:: DATA FOR ANALYSIS ::
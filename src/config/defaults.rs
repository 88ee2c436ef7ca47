//! Built-in bridge defaults (layer 1)
//!
//! Hardcoded defaults for all configuration values.

use serde::{Deserialize, Serialize};

/// Built-in default configuration values
#[derive(Debug, Clone, Serialize, Deserialize)]
pub struct BuiltinDefaults {
    /// Suffix of the output descriptor files produced by the aspect
    pub descriptor_suffix: String,

    /// Output group requested from Bazel in addition to `default`
    pub output_group: String,

    /// Aspect generating the output descriptors
    pub aspect: String,

    /// `--tool_tag` passed to Bazel
    pub tool_tag: String,

    /// Event file poll interval in milliseconds (default: 100)
    pub poll_interval_ms: u64,

    /// Global build lock
    pub lock_path: String,

    /// JSON symbol cache consulted by the debugger's dSYM lookup
    pub symbol_cache_path: String,

    /// Debugger init file rewritten after every build
    pub lldbinit_path: String,

    /// Optional user file sourced at the end of the debugger init file
    pub lldbinit_epilogue_path: String,
}

impl Default for BuiltinDefaults {
    fn default() -> Self {
        Self {
            descriptor_suffix: ".xcbazelouts".to_string(),
            output_group: "xcbazel-outputs".to_string(),
            aspect: "@xcbazel//xcbazel:xcbazel_aspects.bzl%xcbazel_outputs_aspect".to_string(),
            tool_tag: "xcbazel:build".to_string(),
            poll_interval_ms: 100,
            lock_path: crate::lock::DEFAULT_BUILD_LOCK_PATH.to_string(),
            symbol_cache_path: "~/Library/Application Support/xcbazel/symbol_cache.json"
                .to_string(),
            lldbinit_path: "~/.lldbinit-xcbazel".to_string(),
            lldbinit_epilogue_path: "~/.lldbinit-xcbazel-epilogue".to_string(),
        }
    }
}

impl BuiltinDefaults {
    /// Convert to JSON Value for merging
    pub fn to_value(&self) -> serde_json::Value {
        serde_json::json!({
            "descriptor_suffix": self.descriptor_suffix,
            "output_group": self.output_group,
            "aspect": self.aspect,
            "tool_tag": self.tool_tag,
            "poll_interval_ms": self.poll_interval_ms,
            "paths": {
                "lock": self.lock_path,
                "symbol_cache": self.symbol_cache_path,
                "lldbinit": self.lldbinit_path,
                "lldbinit_epilogue": self.lldbinit_epilogue_path,
            },
            "startup_options": {},
            "build_options": {},
        })
    }
}
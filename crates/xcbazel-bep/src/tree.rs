//! Incremental resolution tree over build events.
//!
//! Every event declares the identifiers of its children. The tree attaches
//! each newly seen event to the node that announced it and can tell when the
//! root has been fully resolved, i.e. every announced descendant arrived.

use std::collections::HashMap;

use crate::error::TreeWarning;
use crate::event::BuildEvent;

#[derive(Debug)]
struct Node {
    /// Canonical key of the event, if it had an id.
    key: Option<String>,
    /// Declared child keys, in declaration order.
    children: Vec<String>,
    /// Declared child key -> index of the attached node.
    attached: HashMap<String, usize>,
}

impl Node {
    fn from_event(event: &BuildEvent) -> Self {
        Self {
            key: event.key().map(str::to_string),
            children: event.children_keys().to_vec(),
            attached: HashMap::new(),
        }
    }
}

/// Arena of resolved/unresolved event nodes, rooted at the first event.
#[derive(Debug)]
pub struct EventTree {
    nodes: Vec<Node>,
    /// Canonical child key -> index of the node that declared it.
    parent_index: HashMap<String, usize>,
    /// Canonical event key -> its own node index.
    by_key: HashMap<String, usize>,
}

impl EventTree {
    /// Start a tree with `root` as its root node.
    pub fn new(root: &BuildEvent) -> Self {
        let mut tree = Self {
            nodes: Vec::new(),
            parent_index: HashMap::new(),
            by_key: HashMap::new(),
        };
        tree.push(root);
        tree
    }

    fn push(&mut self, event: &BuildEvent) -> usize {
        let index = self.nodes.len();
        let node = Node::from_event(event);
        for child in &node.children {
            self.parent_index.insert(child.clone(), index);
        }
        if let Some(key) = &node.key {
            self.by_key.insert(key.clone(), index);
        }
        self.nodes.push(node);
        index
    }

    /// Attach `event` under the node that declared it.
    ///
    /// Events without an id, or whose id was never announced as a child,
    /// are rejected with a warning and left out of the tree.
    pub fn insert(&mut self, event: &BuildEvent) -> Result<(), TreeWarning> {
        let Some(key) = event.key() else {
            return Err(TreeWarning::MissingId {
                event: event.raw().to_string(),
            });
        };
        let Some(&parent) = self.parent_index.get(key) else {
            return Err(TreeWarning::OrphanEvent { id: key.to_string() });
        };

        let index = self.push(event);
        self.nodes[parent].attached.insert(key.to_string(), index);
        Ok(())
    }

    /// Whether every descendant announced from the root has arrived.
    pub fn is_complete(&self) -> bool {
        let mut stack = vec![0usize];
        while let Some(index) = stack.pop() {
            let node = &self.nodes[index];
            for child in &node.children {
                match node.attached.get(child) {
                    Some(&attached) => stack.push(attached),
                    None => return false,
                }
            }
        }
        true
    }

    /// Keys of the children already attached under `key`, in declaration order.
    pub fn resolved_children(&self, key: &str) -> Vec<&str> {
        let Some(&index) = self.by_key.get(key) else {
            return Vec::new();
        };
        let node = &self.nodes[index];
        node.children
            .iter()
            .filter(|child| node.attached.contains_key(*child))
            .map(String::as_str)
            .collect()
    }

    /// Key of the root event.
    pub fn root_key(&self) -> Option<&str> {
        self.nodes.first().and_then(|node| node.key.as_deref())
    }

    /// Number of events in the tree, root included.
    pub fn len(&self) -> usize {
        self.nodes.len()
    }

    pub fn is_empty(&self) -> bool {
        self.nodes.is_empty()
    }
}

:: DIRECTIONS ::
In the entries above, find the line holding "repository 88ee2c436ef7ca47" and the line holding "pub struct BuiltinDefaults", then retype exactly those two lines and every line between them, and nothing else.

:: RESULT ::
repository 88ee2c436ef7ca47
//! Built-in bridge defaults (layer 1)
//!
//! Hardcoded defaults for all configuration values.

use serde::{Deserialize, Serialize};

/// Built-in default configuration values
#[derive(Debug, Clone, Serialize, Deserialize)]
pub struct BuiltinDefaults {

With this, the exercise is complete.